Talk Title: Regulatory requirements governing salinity and water diversions in the Bay-Delta
SOMMER, Ted
Bio: Ted Sommer received his Ph.D. from University of California at Davis, where he studied under noted fisheries biologist Dr. Peter Moyle. Dr. Sommer is the Lead Scientist for the California Department of Water Resources, where he helps guide the department's aquatic science efforts, particularly for the San Francisco estuary and its tributaries. He is a leading researcher on native fishes, with studies on salmon biology, pelagic fishes, floodplain ecology, food webs, and hydrology. Since 2001 Dr. Sommer has published more than 50 research articles in peer-reviewed scientific publications.
Talk Title: Feeling Salty: Role of Salinity in Ecosystem and Water Supply Management in the San Francisco Estuary
VELOTTA, Jonathan
Bio: Jonathan Velotta is an evolutionary biologist interested in the mechanisms of adaptation to extreme environments. By merging physiology with functional genomics and population genetics, Jon aims to gain an integrative understanding of adaptation from two unique model systems: mice that live at extreme elevations, and fish that have invaded freshwater from the sea. Jon is currently a National Institutes of Health postdoctoral fellow studying under the advisement of Zac Cheviron at the University of Montana, where he resides, and Graham Scott at McMaster University in Canada.

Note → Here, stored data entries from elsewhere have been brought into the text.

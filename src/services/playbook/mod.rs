//! Playbook generation service.
//!
//! Turns chain descriptors into Ansible playbooks:
//! - `validation`: ordered required-field checks producing either a validated chain or a skip
//!   reason
//! - `builder`: the task list for each profile, as data
//! - `render`: YAML serialization of the assembled playbook
//! - `service`: scanning a registry and writing `install_<chain>.yml` files

mod builder;
mod error;
mod render;
mod service;
mod validation;

pub use builder::build_playbook;
pub use error::PlaybookError;
pub use render::render_playbook;
pub use service::{
	playbook_file_name, GeneratedPlaybook, GenerationReport, PlaybookOutcome, PlaybookService,
};
pub use validation::{validate_descriptor, SkipReason, SkippedChain, ValidatedChain};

Talk Title: Evolutionary trade-offs between freshwater and saltwater tolerance: lessons from herring
WHITEHEAD, Andrew
Bio: Research in the Whitehead lab uses genomics tools to understand how organisms integrate cues from, respond to, and are shaped by the external environment. We examine genomic responses to stress that occur over physiological and evolutionary timescales. Many complementary approaches are integrated into our program, including genome expression profiling, population genetics/genomics and phylogenetics, and physiology, to study how individuals and species respond to and adapt to environmental stress. Stressors of interest include those that are natural (temperature, salinity) or of human origin (pollutants, climate change). We integrate basic and applied science to diagnose and solve environmental problems.
Talk Title: Can evolution keep pace with salinity change within estuaries?